Aviary
Recipes

File Upload

Upload files via FormData using the codegen fetcher — the right pattern when @UploadedFile() makes mutationOptions() impractical.

The codegen generates mutationOptions() for every non-GET route, but file uploads are a special case. NestJS uses Multer under the hood (@UploadedFile(), FileInterceptor), and the request must be sent as multipart/form-data — not JSON. The generated mutationOptions() sends JSON by default, so it won't work for file uploads.

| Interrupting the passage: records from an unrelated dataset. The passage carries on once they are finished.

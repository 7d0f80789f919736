use serde::{Deserialize, Serialize};

/// Chat id (Telegram chat or HTTP API conversation). Also the memory thread id.
#[derive(Clone, Copy, Debug, PartialEq, Eq, Hash, Serialize, Deserialize)]
pub struct ChatId(pub i64);

/// Telegram message id (numeric).
#[derive(Clone, Copy, Debug, PartialEq, Eq, Hash)]
pub struct MessageId(pub i32);

/// A stable reference to a sent message.
#[derive(Clone, Copy, Debug, PartialEq, Eq, Hash)]
pub struct MessageRef {
    pub chat_id: ChatId,
    pub message_id: MessageId,
}

/// One outgoing reply produced by the pipeline.
///
/// Wire shape is `{"output": "..."}` or `{"filePath": "..."}`.
#[derive(Clone, Debug, PartialEq, Eq, Serialize, Deserialize)]
#[serde(untagged)]
pub enum Reply {
    Text {
        output: String,
    },
    File {
        #[serde(rename = "filePath")]
        file_path: String,
    },
}

impl Reply {
    pub fn text(output: impl Into<String>) -> Self {
        Reply::Text {
            output: output.into(),
        }
    }

    pub fn file(path: impl Into<String>) -> Self {
        Reply::File {
            file_path: path.into(),
        }
    }
}
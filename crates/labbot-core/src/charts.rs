use std::{fmt::Write as _, path::PathBuf};

use async_trait::async_trait;
use tracing::debug;

use crate::Result;

#[derive(Clone, Copy, Debug, PartialEq, Eq)]
pub enum ChartKind {
    Line,
    Bar,
    GroupedBar,
}

#[derive(Clone, Debug, PartialEq)]
pub struct Series {
    pub name: String,
    pub values: Vec<f64>,
}

/// Renderer-independent chart description built from an analytic result.
#[derive(Clone, Debug, PartialEq)]
pub struct ChartSpec {
    pub title: String,
    pub x_label: String,
    pub y_label: String,
    pub kind: ChartKind,
    pub categories: Vec<String>,
    pub series: Vec<Series>,
}

/// Writes a chart somewhere the messenger can pick it up from.
#[async_trait]
pub trait ChartRenderer: Send + Sync {
    async fn render(&self, spec: &ChartSpec) -> Result<PathBuf>;
}

/// Renders plain SVG files named `<uuid>.svg` into a directory.
#[derive(Clone, Debug)]
pub struct SvgChartRenderer {
    dir: PathBuf,
}

impl SvgChartRenderer {
    pub fn new(dir: impl Into<PathBuf>) -> Self {
        Self { dir: dir.into() }
    }
}

#[async_trait]
impl ChartRenderer for SvgChartRenderer {
    async fn render(&self, spec: &ChartSpec) -> Result<PathBuf> {
        tokio::fs::create_dir_all(&self.dir).await?;
        let path = self.dir.join(format!("{}.svg", uuid::Uuid::new_v4()));
        tokio::fs::write(&path, to_svg(spec)).await?;
        debug!(path = %path.display(), title = %spec.title, "chart written");
        Ok(path)
    }
}

const WIDTH: f64 = 900.0;
const HEIGHT: f64 = 480.0;
const LEFT: f64 = 80.0;
const RIGHT: f64 = 30.0;
const TOP: f64 = 60.0;
const BOTTOM: f64 = 80.0;
const PALETTE: [&str; 6] = [
    "#1f77b4", "#ff7f0e", "#2ca02c", "#d62728", "#9467bd", "#8c564b",
];
const MAX_X_LABELS: usize = 16;

pub fn to_svg(spec: &ChartSpec) -> String {
    let plot_w = WIDTH - LEFT - RIGHT;
    let plot_h = HEIGHT - TOP - BOTTOM;
    let n = spec.categories.len().max(1);

    let all = spec.series.iter().flat_map(|s| s.values.iter().copied());
    let (mut lo, mut hi) = all
        .filter(|v| v.is_finite())
        .fold((0.0f64, 0.0f64), |(lo, hi), v| (lo.min(v), hi.max(v)));
    if (hi - lo).abs() < f64::EPSILON {
        hi = lo + 1.0;
    }
    hi += (hi - lo) * 0.05;
    if lo < 0.0 {
        lo -= (hi - lo) * 0.05;
    }
    let y = |v: f64| TOP + plot_h - (v - lo) / (hi - lo) * plot_h;

    let mut svg = String::new();
    let _ = write!(
        svg,
        r#"<svg xmlns="http://www.w3.org/2000/svg" width="{WIDTH}" height="{HEIGHT}" viewBox="0 0 {WIDTH} {HEIGHT}" font-family="sans-serif" font-size="12">"#
    );
    let _ = write!(svg, r#"<rect width="100%" height="100%" fill="white"/>"#);
    let _ = write!(
        svg,
        r#"<text x="{}" y="30" text-anchor="middle" font-size="16" font-weight="bold">{}</text>"#,
        WIDTH / 2.0,
        escape(&spec.title)
    );

    // Grid and y ticks.
    for i in 0..=5 {
        let v = lo + (hi - lo) * f64::from(i) / 5.0;
        let py = y(v);
        let _ = write!(
            svg,
            r##"<line x1="{LEFT}" y1="{py:.1}" x2="{:.1}" y2="{py:.1}" stroke="#e0e0e0"/><text x="{:.1}" y="{:.1}" text-anchor="end">{}</text>"##,
            LEFT + plot_w,
            LEFT - 6.0,
            py + 4.0,
            tick_label(v)
        );
    }

    let slot = plot_w / n as f64;
    match spec.kind {
        ChartKind::Line => {
            for (si, series) in spec.series.iter().enumerate() {
                let points: Vec<String> = series
                    .values
                    .iter()
                    .enumerate()
                    .filter(|(_, v)| v.is_finite())
                    .map(|(i, v)| format!("{:.1},{:.1}", LEFT + slot * (i as f64 + 0.5), y(*v)))
                    .collect();
                let _ = write!(
                    svg,
                    r#"<polyline fill="none" stroke="{}" stroke-width="2" points="{}"/>"#,
                    PALETTE[si % PALETTE.len()],
                    points.join(" ")
                );
            }
        }
        ChartKind::Bar | ChartKind::GroupedBar => {
            let groups = spec.series.len().max(1);
            let bar_w = slot * 0.8 / groups as f64;
            let base = y(0.0f64.clamp(lo, hi));
            for (si, series) in spec.series.iter().enumerate() {
                for (i, v) in series.values.iter().enumerate() {
                    if !v.is_finite() {
                        continue;
                    }
                    let x = LEFT + slot * i as f64 + slot * 0.1 + bar_w * si as f64;
                    let top = y(*v).min(base);
                    let h = (y(*v) - base).abs();
                    let _ = write!(
                        svg,
                        r#"<rect x="{x:.1}" y="{top:.1}" width="{bar_w:.1}" height="{h:.1}" fill="{}"/>"#,
                        PALETTE[si % PALETTE.len()]
                    );
                }
            }
        }
    }

    // Axes.
    let _ = write!(
        svg,
        r##"<line x1="{LEFT}" y1="{TOP}" x2="{LEFT}" y2="{:.1}" stroke="#333"/><line x1="{LEFT}" y1="{:.1}" x2="{:.1}" y2="{:.1}" stroke="#333"/>"##,
        TOP + plot_h,
        TOP + plot_h,
        LEFT + plot_w,
        TOP + plot_h
    );

    let step = spec.categories.len().div_ceil(MAX_X_LABELS).max(1);
    for (i, cat) in spec.categories.iter().enumerate().step_by(step) {
        let x = LEFT + slot * (i as f64 + 0.5);
        let _ = write!(
            svg,
            r#"<text x="{x:.1}" y="{:.1}" text-anchor="middle">{}</text>"#,
            TOP + plot_h + 18.0,
            escape(cat)
        );
    }

    let _ = write!(
        svg,
        r#"<text x="{:.1}" y="{:.1}" text-anchor="middle">{}</text>"#,
        LEFT + plot_w / 2.0,
        HEIGHT - 20.0,
        escape(&spec.x_label)
    );
    let _ = write!(
        svg,
        r#"<text x="20" y="{:.1}" text-anchor="middle" transform="rotate(-90 20 {:.1})">{}</text>"#,
        TOP + plot_h / 2.0,
        TOP + plot_h / 2.0,
        escape(&spec.y_label)
    );

    if spec.series.len() > 1 {
        for (si, series) in spec.series.iter().enumerate() {
            let ly = TOP + 14.0 * si as f64;
            let lx = LEFT + plot_w - 180.0;
            let _ = write!(
                svg,
                r#"<rect x="{lx:.1}" y="{:.1}" width="10" height="10" fill="{}"/><text x="{:.1}" y="{ly:.1}">{}</text>"#,
                ly - 9.0,
                PALETTE[si % PALETTE.len()],
                lx + 14.0,
                escape(&series.name)
            );
        }
    }

    svg.push_str("</svg>");
    svg
}

fn tick_label(v: f64) -> String {
    if v.abs() >= 100.0 {
        format!("{v:.0}")
    } else if v.abs() >= 1.0 {
        format!("{v:.1}")
    } else {
        format!("{v:.2}")
    }
}

fn escape(s: &str) -> String {
    s.replace('&', "&amp;")
        .replace('<', "&lt;")
        .replace('>', "&gt;")
        .replace('"', "&quot;")
}

#[cfg(test)]
mod tests {
    use super::*;

    fn spec(kind: ChartKind) -> ChartSpec {
        ChartSpec {
            title: "Consumo <diário>".into(),
            x_label: "dia".into(),
            y_label: "kWh".into(),
            kind,
            categories: vec!["01/09".into(), "02/09".into()],
            series: vec![Series {
                name: "kWh".into(),
                values: vec![10.0, 25.5],
            }],
        }
    }

    #[test]
    fn bar_chart_has_one_rect_per_value() {
        let svg = to_svg(&spec(ChartKind::Bar));
        assert!(svg.starts_with("<svg"));
        assert!(svg.ends_with("</svg>"));
        assert!(svg.contains("Consumo &lt;diário&gt;"));
        // background + 2 bars
        assert_eq!(svg.matches("<rect").count(), 3);
    }

    #[test]
    fn line_chart_uses_polyline() {
        let svg = to_svg(&spec(ChartKind::Line));
        assert_eq!(svg.matches("<polyline").count(), 1);
    }

    #[test]
    fn empty_series_still_renders() {
        let mut s = spec(ChartKind::GroupedBar);
        s.categories.clear();
        s.series.clear();
        assert!(to_svg(&s).ends_with("</svg>"));
    }

    #[tokio::test]
    async fn renderer_writes_uuid_named_svg() {
        let dir = std::env::temp_dir().join(format!("labbot-plots-{}", uuid::Uuid::new_v4()));
        let renderer = SvgChartRenderer::new(&dir);
        let path = renderer.render(&spec(ChartKind::Bar)).await.unwrap();
        assert_eq!(path.parent(), Some(dir.as_path()));
        assert_eq!(path.extension().and_then(|e| e.to_str()), Some("svg"));
        let body = std::fs::read_to_string(&path).unwrap();
        assert!(body.contains("25.5") || body.contains("<rect"));
    }
}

The right approach: use the fetcher directly with a FormData body.

The controller

A standard NestJS file-upload controller using FileInterceptor:

// src/files/upload-file.controller.ts
import {
  BadRequestException,
  Body,
  Controller,
  Param,
  Post,
  UploadedFile,
  UseInterceptors,
} from '@nestjs/common';
import { FileInterceptor } from '@nestjs/platform-express';

interface UploadedFileResponse {
  key: string;
  name: string;
  sizeBytes: number;
}

@Controller('api/v1/files')
export class UploadFileController {
  @Post(':bucket')
  @UseInterceptors(FileInterceptor('file'))
  async upload(
    @Param('bucket') bucket: string,
    @UploadedFile() file: Express.Multer.File | undefined,
    @Body('prefix') prefix: string = '',
  ): Promise<UploadedFileResponse> {
    if (!file) throw new BadRequestException('file is required');
    // ... save to S3, local disk, etc.
    return {
      key: `${prefix}${file.originalname}`,
      name: file.originalname,
      sizeBytes: file.size,
    };
  }
}

The codegen sees this route and generates a mutationOptions() for it — but with body: never because @UploadedFile() and @Body('prefix') (single-key) aren't captured. That's expected.

The frontend

Use fetcher from the codegen output with a manually constructed FormData:

import { useMutation, useQueryClient } from '@tanstack/react-query';
import { fetcher } from '~codegen/api';
import { route } from '~codegen/routes';

function useUploadFile(bucket: string) {
  const queryClient = useQueryClient();

  return useMutation({
    mutationFn: async (file: File) => {
      const formData = new FormData();
      formData.append('file', file);

      const res = await fetch(route('uploadFile.upload', { bucket }), {
        method: 'POST',
        body: formData,
        // Do NOT set Content-Type — the browser sets it with the boundary
      });

      if (!res.ok) throw new Error(`Upload failed: ${res.status}`);
      return res.json();
    },
    onSuccess: () => {
      // Invalidate any queries that list files in this bucket
      queryClient.invalidateQueries({ queryKey: ['listFiles'] });
    },
  });
}

Do not set Content-Type: multipart/form-data manually. The browser must set it itself so the boundary string is included. Setting it manually produces a malformed request.

With a prefix field

If the controller accepts additional body fields alongside the file:

mutationFn: async ({ file, prefix }: { file: File; prefix: string }) => {
  const formData = new FormData();
  formData.append('file', file);
  formData.append('prefix', prefix);

  const res = await fetch(route('uploadFile.upload', { bucket }), {
    method: 'POST',
    body: formData,
  });

  if (!res.ok) throw new Error(`Upload failed: ${res.status}`);
  return res.json();
},

With upload progress

For large files where you want a progress indicator, use XMLHttpRequest instead of fetch:

mutationFn: ({ file, onProgress }: { file: File; onProgress?: (pct: number) => void }) =>
  new Promise((resolve, reject) => {
    const formData = new FormData();
    formData.append('file', file);

    const xhr = new XMLHttpRequest();
    xhr.open('POST', route('uploadFile.upload', { bucket }));

    xhr.upload.addEventListener('progress', (e) => {
      if (e.lengthComputable) onProgress?.(Math.round((e.loaded / e.total) * 100));
    });

    xhr.addEventListener('load', () => {
      if (xhr.status >= 200 && xhr.status < 300) {
        resolve(JSON.parse(xhr.responseText));
      } else {
        reject(new Error(`Upload failed: ${xhr.status}`));
      }
    });

    xhr.addEventListener('error', () => reject(new Error('Network error')));
    xhr.send(formData);
  }),

Why the codegen doesn't handle this

File uploads use multipart/form-data, which is fundamentally different from JSON. The codegen would need to:

  • Detect @UploadedFile(), @UploadedFiles(), FileInterceptor, FilesInterceptor, and FileFieldsInterceptor
  • Generate a File type that only exists in browser globals
  • Switch mutationFn from JSON to FormData construction

This is high complexity for a pattern that appears in 1--2 endpoints per project. The fetcher + route() approach gives you typed URLs and is only a few lines of code.